Just as the writer, the first Turk to receive the Noble Prize for Literature (2006), was in Florence to receive a degree honoris causa, rumours began to circulate that he will probably have to appear before Turkey’s courts once more for having “offended the Turkish identity”.
In reality the charge is an old one, even if ever present in public memory.

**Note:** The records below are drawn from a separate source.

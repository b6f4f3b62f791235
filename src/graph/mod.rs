pub mod imports;

use std::collections::{BTreeSet, HashMap, HashSet, VecDeque};
use std::path::{Path, PathBuf};
use std::sync::{Arc, Mutex, PoisonError};
use std::time::{Duration, Instant};

use chrono::{DateTime, Utc};
use serde::Serialize;
use walkdir::WalkDir;

use crate::error::Result;

pub use imports::parse_imports;

#[derive(Debug, Clone, Copy, PartialEq, Eq, Serialize)]
#[serde(rename_all = "snake_case")]
pub enum ImportKind {
    Static,
    Dynamic,
    ReExport,
}

/// One import statement. `target` is an absolute path when the import is
/// relative (resolved or not) and the raw module name otherwise.
#[derive(Debug, Clone, Serialize)]
pub struct DependencyEdge {
    pub source: PathBuf,
    pub target: PathBuf,
    pub import_kind: ImportKind,
    pub raw_import_path: String,
    pub resolved: bool,
}

/// Immutable snapshot of a project's imports.
#[derive(Debug, Clone, Serialize)]
pub struct DependencyGraph {
    pub files: BTreeSet<PathBuf>,
    pub edges: Vec<DependencyEdge>,
    pub built_at: DateTime<Utc>,
}

/// Parse every `(path, content)` pair independently.
pub fn build_graph(sources: &[(PathBuf, String)]) -> DependencyGraph {
    let mut files = BTreeSet::new();
    let mut edges = Vec::new();
    for (path, content) in sources {
        files.insert(path.clone());
        edges.extend(parse_imports(path, content));
    }
    DependencyGraph {
        files,
        edges,
        built_at: Utc::now(),
    }
}

/// Walk `root` (skipping dotfiles and `skip_dirs`) and build the graph of
/// every file with one of `extensions`. Unreadable files are left out.
pub fn scan_project(root: &Path, extensions: &[String], skip_dirs: &[String]) -> DependencyGraph {
    let sources: Vec<(PathBuf, String)> = WalkDir::new(root)
        .sort_by_file_name()
        .into_iter()
        .filter_entry(|e| {
            e.depth() == 0
                || e.file_name()
                    .to_str()
                    .is_some_and(|n| !n.starts_with('.') && !skip_dirs.iter().any(|d| d == n))
        })
        .filter_map(|e| e.ok())
        .filter(|e| e.file_type().is_file())
        .filter(|e| {
            e.path()
                .extension()
                .and_then(|x| x.to_str())
                .is_some_and(|x| extensions.iter().any(|want| want == x))
        })
        .filter_map(|e| match std::fs::read_to_string(e.path()) {
            Ok(content) => Some((e.into_path(), content)),
            Err(err) => {
                tracing::debug!("graph: skipping {}: {err}", e.path().display());
                None
            }
        })
        .collect();

    let graph = build_graph(&sources);
    tracing::debug!(
        "graph: scanned {} ({} files, {} edges)",
        root.display(),
        graph.files.len(),
        graph.edges.len()
    );
    graph
}

#[derive(Debug, Clone, Copy)]
pub struct RelatedOptions {
    pub include_imports: bool,
    pub include_imported_by: bool,
    pub depth: usize,
}

impl Default for RelatedOptions {
    fn default() -> Self {
        Self {
            include_imports: true,
            include_imported_by: true,
            depth: 1,
        }
    }
}

#[derive(Debug, Clone, Copy, PartialEq, Eq, Serialize)]
#[serde(rename_all = "snake_case")]
pub enum Relationship {
    Imports,
    ImportedBy,
}

#[derive(Debug, Clone, Serialize)]
pub struct RelatedFile {
    pub file: PathBuf,
    pub relationship: Relationship,
    pub import_path: String,
    pub depth: usize,
}

/// Breadth-first walk over resolved edges starting at `path`. Each file is
/// reported once, at the depth it was first reached; the start file never is.
pub fn find_related(path: &Path, graph: &DependencyGraph, options: RelatedOptions) -> Vec<RelatedFile> {
    let mut outgoing: HashMap<&Path, Vec<&DependencyEdge>> = HashMap::new();
    let mut incoming: HashMap<&Path, Vec<&DependencyEdge>> = HashMap::new();
    for edge in graph.edges.iter().filter(|e| e.resolved) {
        outgoing.entry(edge.source.as_path()).or_default().push(edge);
        incoming.entry(edge.target.as_path()).or_default().push(edge);
    }

    let mut visited: HashSet<&Path> = HashSet::from([path]);
    let mut queue: VecDeque<(&Path, usize)> = VecDeque::from([(path, 0)]);
    let mut related = Vec::new();

    while let Some((current, depth)) = queue.pop_front() {
        if depth >= options.depth {
            continue;
        }
        if options.include_imports {
            for edge in outgoing.get(current).into_iter().flatten() {
                if visited.insert(edge.target.as_path()) {
                    related.push(RelatedFile {
                        file: edge.target.clone(),
                        relationship: Relationship::Imports,
                        import_path: edge.raw_import_path.clone(),
                        depth: depth + 1,
                    });
                    queue.push_back((edge.target.as_path(), depth + 1));
                }
            }
        }
        if options.include_imported_by {
            for edge in incoming.get(current).into_iter().flatten() {
                if visited.insert(edge.source.as_path()) {
                    related.push(RelatedFile {
                        file: edge.source.clone(),
                        relationship: Relationship::ImportedBy,
                        import_path: edge.raw_import_path.clone(),
                        depth: depth + 1,
                    });
                    queue.push_back((edge.source.as_path(), depth + 1));
                }
            }
        }
    }
    related
}

struct CachedGraph {
    graph: Arc<DependencyGraph>,
    built: Instant,
}

type Slot = Arc<tokio::sync::Mutex<Option<CachedGraph>>>;

/// Scan results per project root. Callers arriving while a root is being
/// scanned wait for that scan instead of starting their own.
pub struct GraphCache {
    ttl: Duration,
    extensions: Vec<String>,
    skip_dirs: Vec<String>,
    slots: Mutex<HashMap<PathBuf, Slot>>,
}

impl GraphCache {
    pub fn new(ttl: Duration, extensions: Vec<String>, skip_dirs: Vec<String>) -> Self {
        Self {
            ttl,
            extensions,
            skip_dirs,
            slots: Mutex::new(HashMap::new()),
        }
    }

    pub async fn graph_for(&self, root: &Path) -> Result<Arc<DependencyGraph>> {
        let slot = {
            let mut slots = self.slots.lock().unwrap_or_else(PoisonError::into_inner);
            Arc::clone(slots.entry(root.to_path_buf()).or_default())
        };

        let mut entry = slot.lock().await;
        if let Some(cached) = entry.as_ref() {
            if cached.built.elapsed() < self.ttl {
                return Ok(Arc::clone(&cached.graph));
            }
        }

        let (scan_root, extensions, skip_dirs) =
            (root.to_path_buf(), self.extensions.clone(), self.skip_dirs.clone());
        let graph = tokio::task::spawn_blocking(move || scan_project(&scan_root, &extensions, &skip_dirs))
            .await
            .map_err(|e| anyhow::anyhow!("dependency scan of {} failed: {e}", root.display()))?;

        let graph = Arc::new(graph);
        *entry = Some(CachedGraph {
            graph: Arc::clone(&graph),
            built: Instant::now(),
        });
        Ok(graph)
    }

    pub fn invalidate(&self, root: &Path) {
        self.slots
            .lock()
            .unwrap_or_else(PoisonError::into_inner)
            .remove(root);
    }

    pub fn clear(&self) {
        self.slots
            .lock()
            .unwrap_or_else(PoisonError::into_inner)
            .clear();
    }
}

Born in Istanbul in 1952, in 2005 Pamuk was charged with having declared to the Swiss weekly Das Magazin that “we Turks are responsible for the death of 30 thousand Kurds and a million Armenians and no-one in Turkey dares speak about it, except me”. However he was absolved by an Istanbul court, above all tank to the intervention of the International Community which also urged the partial modification of art. 301… [Go To Full Story]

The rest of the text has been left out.